Martin,Martine et Cambin

Cambrai a choisi pour géant la reproduction des célèbres jacquemarts de son hôtel de ville.

 

MARTIN, MARTINE ET CAMBIN
  Lorsqu’on décide en 1512 qu’un système automatique sonnera l’heure sur la cloche, deux statues de bronze sont coulées sur place. Le sculpteur, Pierre Van Pulaere, en fait des Maures, peut être à cause du goût du temps pour les choses de l’orient. On a fait des chansons et de poétiques légendes sur ces personnages en leur prêtant une conduite héroïque. Les Cambrésiens y sont fort attachés.   Martin et Martine brandissent un marteau à long manche pour rythmer les heures, au faîte de l’édifice. Plusieurs fois restaurés (à cause de la rouille, les guerres, les intempéries…) ils continuent de monter une garde vigilante de part et d’autre de la cloche du campanile.

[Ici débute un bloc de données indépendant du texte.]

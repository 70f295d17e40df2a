//! Scans for context, pattern, directional, branch and social markers.

use super::patterns::{
    BASIC_OPERATORS, BRANCH_END, BRANCH_INIT, BRANCH_MERGE, CONTEXT, DYNAMIC_PATTERN,
    ENHANCED_OPERATORS, KNOWN_BRACE_PREFIXES, MALFORMED_CONTEXT, SOCIAL_LAYER, STATUS_PATTERN,
};
use super::ranges::ClaimedRanges;
use crate::models::{
    BranchKind, BranchMarker, ContextMarker, DirectionalOperator, ParseError, PatternKind,
    PatternMarker, SocialLayer, Span,
};

/// Extracts context markers and flags unknown brace markers and malformed
/// context markers.
pub fn scan_contexts(text: &str, errors: &mut Vec<ParseError>) -> Vec<ContextMarker> {
    let contexts = CONTEXT
        .captures_iter(text)
        .filter_map(|caps| {
            let whole = caps.get(0)?;
            Some(ContextMarker {
                value: caps[1].to_string(),
                span: Span::new(whole.start(), whole.end()),
                raw: whole.as_str().to_string(),
            })
        })
        .collect();

    for span in unknown_brace_markers(text) {
        errors.push(ParseError::syntax("Invalid marker syntax", span));
    }

    for m in MALFORMED_CONTEXT.find_iter(text) {
        errors.push(ParseError::syntax(
            "Malformed context marker",
            Span::new(m.start(), m.end()),
        ));
    }

    contexts
}

/// Finds `{...}` groups whose prefix opens no known marker.
///
/// Matches are non-overlapping: after a hit the scan resumes past its
/// closing brace.
fn unknown_brace_markers(text: &str) -> Vec<Span> {
    let mut spans = Vec::new();
    let mut cursor = 0;

    while let Some(offset) = text[cursor..].find('{') {
        let open = cursor + offset;
        let rest = &text[open + 1..];
        if KNOWN_BRACE_PREFIXES.iter().any(|p| rest.starts_with(p)) {
            cursor = open + 1;
            continue;
        }
        let Some(close) = rest.find('}') else {
            break;
        };
        let end = open + 1 + close + 1;
        spans.push(Span::new(open, end));
        cursor = end;
    }

    spans
}

/// Extracts dynamic pattern and static status markers, sorted by start.
pub fn scan_patterns(text: &str) -> Vec<PatternMarker> {
    let mut patterns: Vec<PatternMarker> = DYNAMIC_PATTERN
        .captures_iter(text)
        .filter_map(|caps| {
            let whole = caps.get(0)?;
            Some(PatternMarker {
                kind: PatternKind::Pattern,
                category: caps[1].to_string(),
                flow: Some(caps[2].to_string()),
                span: Span::new(whole.start(), whole.end()),
                raw: whole.as_str().to_string(),
            })
        })
        .collect();

    patterns.extend(STATUS_PATTERN.captures_iter(text).filter_map(|caps| {
        let whole = caps.get(0)?;
        Some(PatternMarker {
            kind: PatternKind::Status,
            category: caps[1].to_string(),
            flow: None,
            span: Span::new(whole.start(), whole.end()),
            raw: whole.as_str().to_string(),
        })
    }));

    patterns.sort_by_key(|p| p.span.start);
    patterns
}

/// Returns the byte ranges of every `→merge{branch:id}` token.
pub fn merge_ranges(text: &str) -> ClaimedRanges {
    BRANCH_MERGE
        .find_iter(text)
        .map(|m| Span::new(m.start(), m.end()))
        .collect()
}

/// Extracts directional operators, sorted by start.
///
/// Enhanced operators claim their ranges first; a basic glyph starting inside
/// a claimed range or inside a branch merge token is not emitted.
pub fn scan_directionals(text: &str, merges: &ClaimedRanges) -> Vec<DirectionalOperator> {
    let mut directionals = Vec::new();
    let mut claimed = ClaimedRanges::new();

    for (glyph, direction) in ENHANCED_OPERATORS {
        for (start, raw) in text.match_indices(glyph) {
            let span = Span::new(start, start + raw.len());
            claimed.claim(span);
            directionals.push(DirectionalOperator {
                direction,
                enhanced: true,
                span,
                raw: raw.to_string(),
            });
        }
    }

    for (glyph, direction) in BASIC_OPERATORS {
        for (start, raw) in text.match_indices(glyph) {
            if claimed.contains(start) || merges.contains(start) {
                continue;
            }
            directionals.push(DirectionalOperator {
                direction,
                enhanced: false,
                span: Span::new(start, start + raw.len()),
                raw: raw.to_string(),
            });
        }
    }

    directionals.sort_by_key(|d| d.span.start);
    directionals
}

/// Extracts branch markers, sorted by start.
///
/// Init markers starting inside a merge token belong to the merge and are
/// skipped.
pub fn scan_branches(text: &str, merges: &ClaimedRanges) -> Vec<BranchMarker> {
    let mut branches: Vec<BranchMarker> = BRANCH_MERGE
        .captures_iter(text)
        .filter_map(|caps| {
            let whole = caps.get(0)?;
            Some(BranchMarker {
                kind: BranchKind::Merge,
                id: caps[1].to_string(),
                span: Span::new(whole.start(), whole.end()),
                raw: whole.as_str().to_string(),
            })
        })
        .collect();

    for caps in BRANCH_INIT.captures_iter(text) {
        let Some(whole) = caps.get(0) else {
            continue;
        };
        if merges.contains(whole.start()) {
            continue;
        }
        branches.push(BranchMarker {
            kind: BranchKind::Init {
                label: caps.get(2).map(|l| l.as_str().to_string()),
            },
            id: caps[1].to_string(),
            span: Span::new(whole.start(), whole.end()),
            raw: whole.as_str().to_string(),
        });
    }

    branches.extend(BRANCH_END.captures_iter(text).filter_map(|caps| {
        let whole = caps.get(0)?;
        Some(BranchMarker {
            kind: BranchKind::End,
            id: caps[1].to_string(),
            span: Span::new(whole.start(), whole.end()),
            raw: whole.as_str().to_string(),
        })
    }));

    branches.sort_by_key(|b| b.span.start);
    branches
}

/// Extracts social layer markers with their optional mask.
pub fn scan_social_layers(text: &str) -> Vec<SocialLayer> {
    SOCIAL_LAYER
        .captures_iter(text)
        .filter_map(|caps| {
            let whole = caps.get(0)?;
            Some(SocialLayer {
                level: caps[1].to_string(),
                mask: caps.get(2).map(|m| m.as_str().to_string()),
                span: Span::new(whole.start(), whole.end()),
                raw: whole.as_str().to_string(),
            })
        })
        .collect()
}

#[cfg(test)]
mod tests {
    use super::*;
    use crate::models::Direction;

    #[test]
    fn test_unknown_brace_markers_skip_known_prefixes() {
        let text = "{state:x} {invalid} {source:direct} {oops";
        let spans = unknown_brace_markers(text);
        assert_eq!(spans, vec![Span::new(10, 19)]);
    }

    #[test]
    fn test_unknown_brace_scan_resumes_after_match() {
        let spans = unknown_brace_markers("{a{b} {c}");
        assert_eq!(spans, vec![Span::new(0, 5), Span::new(6, 9)]);
    }

    #[test]
    fn test_merge_glyph_is_not_a_directional() {
        let text = "→merge{branch:1} then → next";
        let merges = merge_ranges(text);
        let directionals = scan_directionals(text, &merges);
        assert_eq!(directionals.len(), 1);
        assert_eq!(directionals[0].direction, Direction::Forward);
        assert!(!directionals[0].enhanced);
    }

    #[test]
    fn test_enhanced_operator_claims_its_glyphs() {
        let directionals = scan_directionals("a →→ b ↔↔ c", &ClaimedRanges::new());
        assert_eq!(directionals.len(), 2);
        assert!(directionals.iter().all(|d| d.enhanced));
        assert_eq!(directionals[1].direction, Direction::Bidirectional);
    }

    #[test]
    fn test_branch_init_inside_merge_is_skipped() {
        let text = "{branch:alt|Try it} →merge{branch:alt} {branch_end:alt}";
        let merges = merge_ranges(text);
        let branches = scan_branches(text, &merges);
        let kinds: Vec<_> = branches.iter().map(|b| b.kind.clone()).collect();
        assert_eq!(
            kinds,
            vec![
                BranchKind::Init {
                    label: Some("Try it".to_string())
                },
                BranchKind::Merge,
                BranchKind::End,
            ]
        );
    }

    #[test]
    fn test_status_marker_has_no_flow() {
        let patterns = scan_patterns("Currently &status:processing|");
        assert_eq!(patterns.len(), 1);
        assert_eq!(patterns[0].kind, PatternKind::Status);
        assert_eq!(patterns[0].flow, None);
        assert_eq!(patterns[0].span, Span::new(10, 29));
    }
}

Les premiers géants auraient vu le jour vers 1825 à l’époque de la renaissance des cortèges folkloriques. D’autres apparaissent en 1901, leur dimension étant à peu prés celle des jacquemarts.   Martin et Martine se trouvent sur le même char, imitant le geste du sonneur. Détruits durant la Grande Guerre, si dévastatrice pour Cambrai, les géants sont reconstitués en 1923. Ils sont représentés assénant des coups de marteau sur le casque du seigneur de Thun - l’évêque qui rançonnait le Cambrésis vers 1370.Quatre ans plus tard, de nouveaux géants mauresques sont construits, fixés chacun sur une plate forme tractée. Martin mesure 6,45 mètres et Martine 6,20 mètres.
  Leur première sortie a lieu le 15 août 1927. Elle donne lieu à un rassemblement de géants. Martin et Martine traversent la seconde guerre mondiale sans trop de mal.   Depuis, ils se font admirés lors des fêtes communales de la mi-août. Chaque géant est coiffé d’un turban à plumet et porte une tunique collante rosâtre à parements dorés. Les pieds et les jambes sont en staff peint, imitant le fer doré d’une armure. Le sabre pour Martin, les boucles d’oreille et un buste plus généreux pour Martine permettent de les différencier. Ils tiennent chacun un marteau de bois brandi à droite pour Martine et à gauche pour Martin.   Aguerris à la température parfois rugueuse du septentrion, Martin et Martine n’hésitent pas à affronter les froidures hivernales quand il s’agit d’une bonne cause. En décembre 1991, ils étaient présents au Téléthon de Douai. On les a vus aussi les 1er janvier 1992 saluant le passage dans leur ville de la flamme des Jeux Olympiques d’Albertville.
  Leur fils, Cambin, est le héros d’une bande dessinée locale. Il a fait sa première sortie le 17 septembre 1995 en compagnie de ses parents et d’autres géants du département.